The Poem
Abdullah el Haji flourished in circa 1600 A.D., well after the classic era of Persian poetry. But his style is highly praised by competent judges, though the older school regret the way in which he has broken away from tradition in:
(a) the introduction of coarse expressions.
(b) the undue exercise of poetic license: such as
(1) his extension of the usual license re the Genitive kasra to all kasra sounds.
(2) his occasional breach of the rule which forbids two inert consonants to occur together, though a friendly commentator ingeniously asserts that he does this only to add to the grimness describing anger, punishment, terror, death, or some unpleasant idea:
(3) his treatment of the Tarijiband; and
(4) his trick of inventing words to carry out some extravagant metaphor or paranomasia:
© his novel symbolism, which they deplore as likely to confuse even the most pious:
(d) per contra, his novel symbolism as likely to be understood of even the least instructed; and
(e) his constant jibes at Sadi. (I must admit that I was quite unable to see the point of any single one of these, though Mahbub took a deal of pains to show me. They appear to depend on the subtle points of grammar and phraseology.)
It would be impertinent and useless for me to enumerate the various metres in which these Ghazals are written; but concerning the Ghazal itself, the remarks of Dr. Forbes (Persian Grammar, p. 144, par. 148.) are so luminous and concise that I cannot refrain from giving my readers the pleasure of their perusal.

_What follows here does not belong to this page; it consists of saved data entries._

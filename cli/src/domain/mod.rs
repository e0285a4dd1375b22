//! Domain layer: pure business logic, types, and validation.
//!
//! This module has zero imports from `crate::infra`, `crate::commands`,
//! `crate::application`, `tokio`, `reqwest`, `std::fs`, or `std::net`.
//! All functions are synchronous and take data in, returning data out.

pub mod config;
pub mod credentials;
pub mod error;
pub mod handles;
pub mod request;
pub mod template;
pub mod xml;

pub use config::{ModelhubConfig, validate_config_key, validate_config_value};
pub use credentials::Credentials;
pub use error::{ClientError, ConfigError, ErrorKind};
pub use handles::{Branch, OnlineWorkingCopy, Project, Revision};
pub use request::{Method, RequestDescriptor};
pub use template::{Binding, Bindings, Template, TemplateId};
pub use xml::{XmlPath, XmlTree, extract_job_result};
//! Domain types and validators for modelhub configuration.
//!
//! Pure functions only: no I/O, no async, no filesystem access.

use anyhow::Result;
use serde::{Deserialize, Serialize};

use crate::domain::credentials::Credentials;
use crate::domain::error::{ClientError, ConfigError};

// ── Constants ────────────────────────────────────────────────────────────────

pub const VALID_CONFIG_KEYS: &[&str] = &[
    "endpoints.service_url",
    "endpoints.model_url",
    "credentials.username",
    "credentials.api_key",
    "credentials.password",
    "credentials.openid_provider",
    "polling.max_attempts",
];

/// Keys whose values are masked by `config show`.
pub const SECRET_CONFIG_KEYS: &[&str] = &["credentials.api_key", "credentials.password"];

/// Value that clears an optional setting.
pub const UNSET_VALUE: &str = "none";

/// Environment variable pointing at an alternative config file.
pub const CONFIG_PATH_ENV: &str = "MODELHUB_CONFIG";

// ── Config schema ────────────────────────────────────────────────────────────

/// Top-level configuration stored in `~/.modelhub/config.yaml`.
#[derive(Debug, Clone, Serialize, Deserialize, Default, PartialEq, Eq)]
#[serde(default)]
pub struct ModelhubConfig {
    pub endpoints: EndpointsConfig,
    pub credentials: CredentialsConfig,
    pub polling: PollingConfig,
}

/// The two service endpoints.
#[derive(Debug, Clone, Serialize, Deserialize, Default, PartialEq, Eq)]
#[serde(default)]
pub struct EndpointsConfig {
    /// Base URL of the SOAP job service.
    pub service_url: Option<String>,
    /// Base URL handed to the model collaborator.
    pub model_url: Option<String>,
}

/// Raw credential fields; validated into [`Credentials`] on use.
#[derive(Debug, Clone, Serialize, Deserialize, Default, PartialEq, Eq)]
#[serde(default)]
pub struct CredentialsConfig {
    pub username: Option<String>,
    pub api_key: Option<String>,
    pub password: Option<String>,
    pub openid_provider: Option<String>,
}

/// Job status polling.
#[derive(Debug, Clone, Serialize, Deserialize, Default, PartialEq, Eq)]
#[serde(default)]
pub struct PollingConfig {
    /// Give up after this many status requests. Unset polls until the job
    /// finishes.
    pub max_attempts: Option<u32>,
}

impl ModelhubConfig {
    /// Validated credentials.
    ///
    /// # Errors
    ///
    /// Returns [`ClientError::Configuration`] (`"Incomplete credentials"`)
    /// unless exactly one credential shape is configured.
    pub fn credentials(&self) -> Result<Credentials, ClientError> {
        let c = &self.credentials;
        Credentials::from_parts(
            c.username.as_deref(),
            c.api_key.as_deref(),
            c.password.as_deref(),
            c.openid_provider.as_deref(),
        )
    }

    /// The job service base URL.
    ///
    /// # Errors
    ///
    /// Returns [`ClientError::Configuration`] when no URL is configured.
    pub fn service_url(&self) -> Result<&str, ClientError> {
        self.endpoints
            .service_url
            .as_deref()
            .filter(|s| !s.trim().is_empty())
            .ok_or_else(|| {
                ClientError::Configuration(
                    "No job service endpoint configured. Run: modelhub config set endpoints.service_url <url>"
                        .to_string(),
                )
            })
    }

    /// Current value of `key` as shown by `config show`; secrets are masked.
    #[must_use]
    pub fn display_value(&self, key: &str) -> String {
        let raw = match key {
            "endpoints.service_url" => self.endpoints.service_url.clone(),
            "endpoints.model_url" => self.endpoints.model_url.clone(),
            "credentials.username" => self.credentials.username.clone(),
            "credentials.api_key" => self.credentials.api_key.clone(),
            "credentials.password" => self.credentials.password.clone(),
            "credentials.openid_provider" => self.credentials.openid_provider.clone(),
            "polling.max_attempts" => self.polling.max_attempts.map(|n| n.to_string()),
            _ => None,
        };
        match raw {
            Some(_) if SECRET_CONFIG_KEYS.contains(&key) => "********".to_string(),
            Some(v) => v,
            None => "(not set)".to_string(),
        }
    }

    /// Apply an already validated `key = value`. `none` clears the setting.
    ///
    /// # Errors
    ///
    /// Returns an error if the key is unknown or the value does not parse.
    pub fn apply(&mut self, key: &str, value: &str) -> Result<()> {
        validate_config_key(key)?;
        validate_config_value(key, value)?;

        let text = (value != UNSET_VALUE).then(|| value.to_string());
        match key {
            "endpoints.service_url" => self.endpoints.service_url = text,
            "endpoints.model_url" => self.endpoints.model_url = text,
            "credentials.username" => self.credentials.username = text,
            "credentials.api_key" => self.credentials.api_key = text,
            "credentials.password" => self.credentials.password = text,
            "credentials.openid_provider" => self.credentials.openid_provider = text,
            "polling.max_attempts" => {
                self.polling.max_attempts = text.map(|v| v.parse()).transpose()?;
            }
            _ => anyhow::bail!("Unknown setting: {key}"),
        }
        Ok(())
    }
}

// ── Validators ───────────────────────────────────────────────────────────────

/// Validates a configuration key against the whitelist.
///
/// # Errors
///
/// Returns an error if the key is not in the allowed list.
pub fn validate_config_key(key: &str) -> Result<()> {
    if !VALID_CONFIG_KEYS.contains(&key) {
        return Err(ConfigError::UnknownKey {
            key: key.to_string(),
            valid: VALID_CONFIG_KEYS.join(", "),
        }
        .into());
    }
    Ok(())
}

/// Validates a configuration value for the given key.
///
/// # Errors
///
/// Returns an error if the value is not valid for the key.
pub fn validate_config_value(key: &str, value: &str) -> Result<()> {
    if value == UNSET_VALUE {
        return Ok(());
    }
    match key {
        "endpoints.service_url" | "endpoints.model_url"
            if !(value.starts_with("http://") || value.starts_with("https://")) =>
        {
            Err(ConfigError::InvalidValue {
                key: key.to_string(),
                value: value.to_string(),
                valid: format!("an http:// or https:// URL, or '{UNSET_VALUE}'"),
            }
            .into())
        }
        "polling.max_attempts" if !value.parse::<u32>().is_ok_and(|n| n > 0) => {
            Err(ConfigError::InvalidValue {
                key: key.to_string(),
                value: value.to_string(),
                valid: format!("a positive integer, or '{UNSET_VALUE}'"),
            }
            .into())
        }
        _ => Ok(()),
    }
}

// ── Unit tests ───────────────────────────────────────────────────────────────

“This kind of composition corresponds, upon the whole, with the Ode of the Greeks and Romans, or the Sonetta of the Italians. The most common subjects of which it treats are, the beauty of a mistress, and the sufferings of the despairing lover from her absence or indifference. Frequently it treats of other matters, such as the delights of the season of Spring, the beauties of the flowers of the garden, and the tuneful notes of the nightingales as they warble their melodies among the rose bushes; the joys resulting from wine and hilarity are most particularly noticed at the same time; the whole interspersed with an occasional pithy allusion to the brevity of human life, and the vanity of sublunary matters in general. The more orthodox among the Musulman are rather scandalised at the eulogies bestowed upon the “juice of the grape” by their best poets, such as Hafiz for example; and they endeavour to make out that the text is to be taken in a mystic or spiritual sense, such as we apply to the “song of Solomon”. It appears to me however, that Hafiz writes upon this favourite theme just as naturally, and with as much gusto, as either Anacreon or Horace, who in this respect may be safely acquitted of the sins of mysticism. The first couplet of the Ghazal is called the Matla' or “the place of rising” (of a heavenly body), which we may translate the “Opening”. It is a standard rule that both hemistichs of this couplet should have the same metre and rhyme. The remaining couplets must have the same metre, and the second hemistich of each (but not necessarily the first) must rhyme with the Matla'. The concluding couplet is called the Matka', or “place of cutting short” – which we may translate the “Close”; hence the phrase, Az Matla' ta makta', “from beginning to end”. In the Makta', or close, the poet manages to introduce his own name, or rather his assumed or poetic name, called the Takhallus, though few of the older poets paid strict attention to this rule previous to the time of Hakim Sanayi, between A.D. 1150 and 1180. Anwari occasionally introduces his own name in his Ghazals, but it is the exception and not the rule in his case. As a general law, the Ghazal must consist of at least five couplets, and not more than fifteen; but on this subject authors by no means agree, either with one another or with real facts. Hafiz, for example, has several Ghazals consisting of sixteen and even seventeen, couplets; and Hakim Sanayi has many that exceed the latter number”.